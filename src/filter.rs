use std::collections::HashSet;

use serde::Serialize;

use crate::normalize::{normalize, replace_hyphens, tokens, word_count};
use crate::vocabulary::{BaseVocabulary, EffectiveSubset};

/// Inline style the editor uses for words outside the vocabulary.
pub const FLAGGED_STYLE: &str = "text-decoration: underline; color: red;";

#[derive(Debug, Clone, Copy, PartialEq, Eq, Serialize)]
#[serde(rename_all = "lowercase")]
pub enum Verdict {
    Allowed,
    Flagged,
}

impl Verdict {
    pub fn is_flagged(self) -> bool {
        matches!(self, Verdict::Flagged)
    }
}

/// Classifies one raw token against the active subset and the base list.
pub fn classify(word: &str, subset: &EffectiveSubset<'_>, base: &BaseVocabulary) -> Verdict {
    classify_key(&normalize(word), subset, base)
}

/// Classifies an already-normalized key.
pub fn classify_key(key: &str, subset: &EffectiveSubset<'_>, base: &BaseVocabulary) -> Verdict {
    if subset.contains(key) || base.contains(key) {
        Verdict::Allowed
    } else {
        Verdict::Flagged
    }
}

#[derive(Debug, Clone, PartialEq, Eq, Serialize)]
pub struct AnnotatedToken {
    pub text: String,
    pub key: String,
    pub verdict: Verdict,
}

/// Tokens of a text with their verdicts.
#[derive(Debug, Clone, Default, PartialEq, Eq, Serialize)]
pub struct Annotated {
    pub tokens: Vec<AnnotatedToken>,
    word_count: usize,
}

/// Splits `text` into tokens and classifies each one.
pub fn highlight(text: &str, subset: &EffectiveSubset<'_>, base: &BaseVocabulary) -> Annotated {
    let replaced = replace_hyphens(text);
    let tokens = tokens(&replaced)
        .map(|token| {
            let key = normalize(token);
            let verdict = classify_key(&key, subset, base);
            AnnotatedToken {
                text: token.to_string(),
                key,
                verdict,
            }
        })
        .collect();
    Annotated {
        tokens,
        word_count: word_count(text),
    }
}

impl Annotated {
    /// Words in the input as typed, before hyphens were split.
    pub fn word_count(&self) -> usize {
        self.word_count
    }

    pub fn flagged_count(&self) -> usize {
        self.tokens
            .iter()
            .filter(|token| token.verdict.is_flagged())
            .count()
    }

    /// Distinct flagged keys in the order they first appear.
    pub fn flagged_keys(&self) -> Vec<&str> {
        let mut seen = HashSet::new();
        self.tokens
            .iter()
            .filter(|token| token.verdict.is_flagged())
            .map(|token| token.key.as_str())
            .filter(|key| seen.insert(*key))
            .collect()
    }

    /// Joins tokens with single spaces, wrapping flagged ones in `open`/`close`.
    pub fn render_marked(&self, open: &str, close: &str) -> String {
        self.render_with(|token, out| {
            if token.verdict.is_flagged() {
                out.push_str(open);
                out.push_str(&token.text);
                out.push_str(close);
            } else {
                out.push_str(&token.text);
            }
        })
    }

    /// Joins tokens with single spaces and no markers.
    pub fn render_plain(&self) -> String {
        self.render_marked("", "")
    }

    /// HTML with flagged tokens underlined in red. Token text is escaped.
    pub fn render_html(&self) -> String {
        self.render_with(|token, out| {
            let text = html_escape(&token.text);
            if token.verdict.is_flagged() {
                out.push_str(r#"<span style=""#);
                out.push_str(FLAGGED_STYLE);
                out.push_str(r#"">"#);
                out.push_str(&text);
                out.push_str("</span>");
            } else {
                out.push_str(&text);
            }
        })
    }

    fn render_with<F>(&self, mut render: F) -> String
    where
        F: FnMut(&AnnotatedToken, &mut String),
    {
        let mut out = String::new();
        for (idx, token) in self.tokens.iter().enumerate() {
            if idx > 0 {
                out.push(' ');
            }
            render(token, &mut out);
        }
        out
    }
}

pub(crate) fn html_escape(input: &str) -> String {
    input
        .replace('&', "&amp;")
        .replace('<', "&lt;")
        .replace('>', "&gt;")
        .replace('"', "&quot;")
        .replace('\'', "&#39;")
}
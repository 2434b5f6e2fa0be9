use std::process::ExitCode;

#[cfg(feature = "cli")]
mod cli;

#[cfg(feature = "cli")]
fn main() -> ExitCode {
    match cli::run() {
        Ok(()) => ExitCode::SUCCESS,
        Err(err) => {
            eprintln!("error: {err}");
            ExitCode::FAILURE
        }
    }
}

#[cfg(not(feature = "cli"))]
fn main() -> ExitCode {
    eprintln!("plainword was built without the `cli` feature; only the library is available.");
    ExitCode::FAILURE
}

### Exercise objective
Type out each entry above again, exactly.

### Written answer
filename src/filter.rs
use std::collections::HashSet;

use serde::Serialize;

use crate::normalize::{normalize, replace_hyphens, tokens, word_count};
use crate::vocabulary::{BaseVocabulary, EffectiveSubset};

/// Inline style the editor uses for words outside the vocabulary.
pub const FLAGGED_STYLE: &str = "text-decoration: underline; color: red;";

#[derive(Debug, Clone, Copy, PartialEq, Eq, Serialize)]
#[serde(rename_all = "lowercase")]
pub enum Verdict {
    Allowed,
    Flagged,
}

impl Verdict {
    pub fn is_flagged(self) -> bool {
        matches!(self, Verdict::Flagged)
    }
}

/// Classifies one raw token against the active subset and the base list.
pub fn classify(word: &str, subset: &EffectiveSubset<'_>, base: &BaseVocabulary) -> Verdict {
    classify_key(&normalize(word), subset, base)
}

/// Classifies an already-normalized key.
pub fn classify_key(key: &str, subset: &EffectiveSubset<'_>, base: &BaseVocabulary) -> Verdict {
    if subset.contains(key) || base.contains(key) {
        Verdict::Allowed
    } else {
        Verdict::Flagged
    }
}

#[derive(Debug, Clone, PartialEq, Eq, Serialize)]
pub struct AnnotatedToken {
    pub text: String,
    pub key: String,
    pub verdict: Verdict,
}

/// Tokens of a text with their verdicts.
#[derive(Debug, Clone, Default, PartialEq, Eq, Serialize)]
pub struct Annotated {
    pub tokens: Vec<AnnotatedToken>,
    word_count: usize,
}

/// Splits `text` into tokens and classifies each one.
pub fn highlight(text: &str, subset: &EffectiveSubset<'_>, base: &BaseVocabulary) -> Annotated {
    let replaced = replace_hyphens(text);
    let tokens = tokens(&replaced)
        .map(|token| {
            let key = normalize(token);
            let verdict = classify_key(&key, subset, base);
            AnnotatedToken {
                text: token.to_string(),
                key,
                verdict,
            }
        })
        .collect();
    Annotated {
        tokens,
        word_count: word_count(text),
    }
}

impl Annotated {
    /// Words in the input as typed, before hyphens were split.
    pub fn word_count(&self) -> usize {
        self.word_count
    }

    pub fn flagged_count(&self) -> usize {
        self.tokens
            .iter()
            .filter(|token| token.verdict.is_flagged())
            .count()
    }

    /// Distinct flagged keys in the order they first appear.
    pub fn flagged_keys(&self) -> Vec<&str> {
        let mut seen = HashSet::new();
        self.tokens
            .iter()
            .filter(|token| token.verdict.is_flagged())
            .map(|token| token.key.as_str())
            .filter(|key| seen.insert(*key))
            .collect()
    }

    /// Joins tokens with single spaces, wrapping flagged ones in `open`/`close`.
    pub fn render_marked(&self, open: &str, close: &str) -> String {
        self.render_with(|token, out| {
            if token.verdict.is_flagged() {
                out.push_str(open);
                out.push_str(&token.text);
                out.push_str(close);
            } else {
                out.push_str(&token.text);
            }
        })
    }

    /// Joins tokens with single spaces and no markers.
    pub fn render_plain(&self) -> String {
        self.render_marked("", "")
    }

    /// HTML with flagged tokens underlined in red. Token text is escaped.
    pub fn render_html(&self) -> String {
        self.render_with(|token, out| {
            let text = html_escape(&token.text);
            if token.verdict.is_flagged() {
                out.push_str(r#"<span style=""#);
                out.push_str(FLAGGED_STYLE);
                out.push_str(r#"">"#);
                out.push_str(&text);
                out.push_str("</span>");
            } else {
                out.push_str(&text);
            }
        })
    }

    fn render_with<F>(&self, mut render: F) -> String
    where
        F: FnMut(&AnnotatedToken, &mut String),
    {
        let mut out = String::new();
        for (idx, token) in self.tokens.iter().enumerate() {
            if idx > 0 {
                out.push(' ');
            }
            render(token, &mut out);
        }
        out
    }
}

pub(crate) fn html_escape(input: &str) -> String {
    input
        .replace('&', "&amp;")
        .replace('<', "&lt;")
        .replace('>', "&gt;")
        .replace('"', "&quot;")
        .replace('\'', "&#39;")
}
repository 2434b5f6e2fa0be9
use std::process::ExitCode;

#[cfg(feature = "cli")]
mod cli;

#[cfg(feature = "cli")]
fn main() -> ExitCode {
    match cli::run() {
        Ok(()) => ExitCode::SUCCESS,
        Err(err) => {
            eprintln!("error: {err}");
            ExitCode::FAILURE
        }
    }
}

#[cfg(not(feature = "cli"))]
fn main() -> ExitCode {
    eprintln!("plainword was built without the `cli` feature; only the library is available.");
    ExitCode::FAILURE
}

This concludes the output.